## [ASSIGNED TASK]
Below are the records; copy exactly the stretch from the line containing "impl FromStr for" through the line containing "Contact step data.", both ends included, and nothing else.

## [DATA EXTRACTS]

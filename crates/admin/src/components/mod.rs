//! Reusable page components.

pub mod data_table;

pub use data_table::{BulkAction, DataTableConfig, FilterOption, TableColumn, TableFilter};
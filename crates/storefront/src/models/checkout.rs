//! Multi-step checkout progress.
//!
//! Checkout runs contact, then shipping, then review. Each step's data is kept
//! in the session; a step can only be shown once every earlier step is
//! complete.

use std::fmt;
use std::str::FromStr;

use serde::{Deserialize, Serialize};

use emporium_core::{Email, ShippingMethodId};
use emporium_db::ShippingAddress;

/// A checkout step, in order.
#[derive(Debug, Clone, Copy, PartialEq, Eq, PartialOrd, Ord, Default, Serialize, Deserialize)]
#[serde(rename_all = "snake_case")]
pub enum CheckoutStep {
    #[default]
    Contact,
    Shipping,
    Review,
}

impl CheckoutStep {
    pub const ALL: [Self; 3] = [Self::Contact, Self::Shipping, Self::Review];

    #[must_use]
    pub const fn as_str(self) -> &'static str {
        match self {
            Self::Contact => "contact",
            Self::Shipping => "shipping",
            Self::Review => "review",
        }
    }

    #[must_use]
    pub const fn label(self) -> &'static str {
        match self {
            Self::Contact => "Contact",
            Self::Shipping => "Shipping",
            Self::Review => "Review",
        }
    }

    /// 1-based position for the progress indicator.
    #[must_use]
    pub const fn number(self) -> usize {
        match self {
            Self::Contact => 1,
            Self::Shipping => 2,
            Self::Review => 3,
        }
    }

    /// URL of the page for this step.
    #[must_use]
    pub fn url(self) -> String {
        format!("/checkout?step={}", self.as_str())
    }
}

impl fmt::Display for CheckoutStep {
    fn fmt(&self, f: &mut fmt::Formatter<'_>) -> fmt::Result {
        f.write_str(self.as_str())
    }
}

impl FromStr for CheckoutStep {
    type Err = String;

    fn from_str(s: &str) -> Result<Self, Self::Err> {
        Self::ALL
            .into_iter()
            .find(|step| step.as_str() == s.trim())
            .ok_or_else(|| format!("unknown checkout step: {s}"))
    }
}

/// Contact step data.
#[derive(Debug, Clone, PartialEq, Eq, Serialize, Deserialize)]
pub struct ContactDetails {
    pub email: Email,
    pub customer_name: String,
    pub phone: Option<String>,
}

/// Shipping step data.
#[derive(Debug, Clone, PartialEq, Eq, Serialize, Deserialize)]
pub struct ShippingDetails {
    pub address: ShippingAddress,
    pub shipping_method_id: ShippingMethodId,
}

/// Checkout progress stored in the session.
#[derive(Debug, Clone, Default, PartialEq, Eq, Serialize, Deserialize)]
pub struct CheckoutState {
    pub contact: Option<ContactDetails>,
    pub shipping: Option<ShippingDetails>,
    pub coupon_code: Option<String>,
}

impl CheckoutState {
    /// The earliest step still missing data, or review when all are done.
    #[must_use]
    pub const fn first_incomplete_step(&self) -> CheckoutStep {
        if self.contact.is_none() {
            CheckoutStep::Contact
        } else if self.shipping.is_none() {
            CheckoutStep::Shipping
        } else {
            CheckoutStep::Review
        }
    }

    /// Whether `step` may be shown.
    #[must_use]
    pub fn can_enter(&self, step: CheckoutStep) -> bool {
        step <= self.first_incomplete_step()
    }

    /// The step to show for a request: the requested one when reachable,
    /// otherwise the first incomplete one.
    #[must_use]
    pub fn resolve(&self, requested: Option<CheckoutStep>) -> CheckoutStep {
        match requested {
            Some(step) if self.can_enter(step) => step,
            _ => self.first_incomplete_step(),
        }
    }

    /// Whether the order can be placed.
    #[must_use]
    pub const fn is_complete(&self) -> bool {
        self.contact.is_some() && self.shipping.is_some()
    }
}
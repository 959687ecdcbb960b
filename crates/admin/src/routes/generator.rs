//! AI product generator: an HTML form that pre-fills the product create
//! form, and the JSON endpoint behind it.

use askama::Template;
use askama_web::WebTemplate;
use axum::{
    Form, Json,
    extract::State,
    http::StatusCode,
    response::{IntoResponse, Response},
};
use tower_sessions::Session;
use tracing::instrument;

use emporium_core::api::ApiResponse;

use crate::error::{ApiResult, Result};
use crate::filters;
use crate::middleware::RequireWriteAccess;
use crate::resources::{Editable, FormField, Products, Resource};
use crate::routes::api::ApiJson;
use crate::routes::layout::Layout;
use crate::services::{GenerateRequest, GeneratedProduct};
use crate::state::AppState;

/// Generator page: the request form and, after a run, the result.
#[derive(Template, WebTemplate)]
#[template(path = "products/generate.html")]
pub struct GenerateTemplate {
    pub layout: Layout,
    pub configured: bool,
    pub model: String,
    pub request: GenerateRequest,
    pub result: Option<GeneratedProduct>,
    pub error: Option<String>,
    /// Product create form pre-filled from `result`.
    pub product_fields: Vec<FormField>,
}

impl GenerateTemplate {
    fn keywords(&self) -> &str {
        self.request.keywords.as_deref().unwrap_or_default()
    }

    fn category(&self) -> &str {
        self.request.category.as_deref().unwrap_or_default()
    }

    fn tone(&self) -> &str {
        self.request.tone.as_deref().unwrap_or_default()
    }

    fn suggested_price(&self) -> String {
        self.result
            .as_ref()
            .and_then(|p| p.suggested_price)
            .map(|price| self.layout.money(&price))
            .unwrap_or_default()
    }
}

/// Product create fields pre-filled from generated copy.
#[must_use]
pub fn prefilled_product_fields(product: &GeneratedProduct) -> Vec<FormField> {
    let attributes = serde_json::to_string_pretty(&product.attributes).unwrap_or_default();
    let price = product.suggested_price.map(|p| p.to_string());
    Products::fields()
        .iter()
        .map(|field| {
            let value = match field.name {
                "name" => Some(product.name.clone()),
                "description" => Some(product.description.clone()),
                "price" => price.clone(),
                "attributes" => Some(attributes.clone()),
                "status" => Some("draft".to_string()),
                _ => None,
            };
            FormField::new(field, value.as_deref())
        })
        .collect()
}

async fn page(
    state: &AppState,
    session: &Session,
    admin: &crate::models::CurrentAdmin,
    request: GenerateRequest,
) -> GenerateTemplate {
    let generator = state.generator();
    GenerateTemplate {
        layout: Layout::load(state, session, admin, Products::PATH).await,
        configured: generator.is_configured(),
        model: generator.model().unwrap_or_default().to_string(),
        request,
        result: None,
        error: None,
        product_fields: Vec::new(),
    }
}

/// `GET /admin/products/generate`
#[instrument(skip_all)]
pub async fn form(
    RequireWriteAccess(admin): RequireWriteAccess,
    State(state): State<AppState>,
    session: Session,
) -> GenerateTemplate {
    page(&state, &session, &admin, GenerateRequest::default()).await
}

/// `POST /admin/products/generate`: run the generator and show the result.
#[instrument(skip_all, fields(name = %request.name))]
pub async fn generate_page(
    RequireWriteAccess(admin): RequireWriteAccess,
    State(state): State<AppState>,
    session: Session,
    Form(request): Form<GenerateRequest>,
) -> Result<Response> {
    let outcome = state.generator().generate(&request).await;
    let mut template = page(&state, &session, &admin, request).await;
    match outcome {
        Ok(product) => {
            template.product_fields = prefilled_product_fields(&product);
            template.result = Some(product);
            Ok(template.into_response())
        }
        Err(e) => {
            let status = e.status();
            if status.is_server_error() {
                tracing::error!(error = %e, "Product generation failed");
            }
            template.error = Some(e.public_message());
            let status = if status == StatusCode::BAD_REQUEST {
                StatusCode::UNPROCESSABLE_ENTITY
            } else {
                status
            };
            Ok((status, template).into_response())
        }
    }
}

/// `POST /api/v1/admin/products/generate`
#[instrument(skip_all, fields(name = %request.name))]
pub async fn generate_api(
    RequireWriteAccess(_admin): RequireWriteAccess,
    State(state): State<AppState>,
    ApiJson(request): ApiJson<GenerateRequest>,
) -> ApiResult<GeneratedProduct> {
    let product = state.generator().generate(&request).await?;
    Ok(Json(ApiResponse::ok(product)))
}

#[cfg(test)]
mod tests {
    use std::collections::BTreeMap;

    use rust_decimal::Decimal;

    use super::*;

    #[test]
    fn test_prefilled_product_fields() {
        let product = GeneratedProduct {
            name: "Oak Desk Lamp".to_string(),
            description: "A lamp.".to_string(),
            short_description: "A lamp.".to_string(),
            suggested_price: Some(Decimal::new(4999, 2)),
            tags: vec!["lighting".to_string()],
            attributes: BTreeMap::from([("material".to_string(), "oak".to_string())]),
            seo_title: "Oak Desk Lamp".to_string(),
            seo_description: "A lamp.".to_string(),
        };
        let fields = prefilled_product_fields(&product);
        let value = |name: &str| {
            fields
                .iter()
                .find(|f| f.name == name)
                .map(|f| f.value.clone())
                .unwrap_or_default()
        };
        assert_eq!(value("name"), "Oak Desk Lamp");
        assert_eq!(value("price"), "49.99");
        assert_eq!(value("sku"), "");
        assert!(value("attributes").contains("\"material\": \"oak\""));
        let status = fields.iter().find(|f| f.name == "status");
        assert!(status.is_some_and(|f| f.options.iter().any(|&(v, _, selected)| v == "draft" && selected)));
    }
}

## [SOLUTION TO THIS EXERCISE]
impl FromStr for CheckoutStep {
    type Err = String;

    fn from_str(s: &str) -> Result<Self, Self::Err> {
        Self::ALL
            .into_iter()
            .find(|step| step.as_str() == s.trim())
            .ok_or_else(|| format!("unknown checkout step: {s}"))
    }
}

/// Contact step data.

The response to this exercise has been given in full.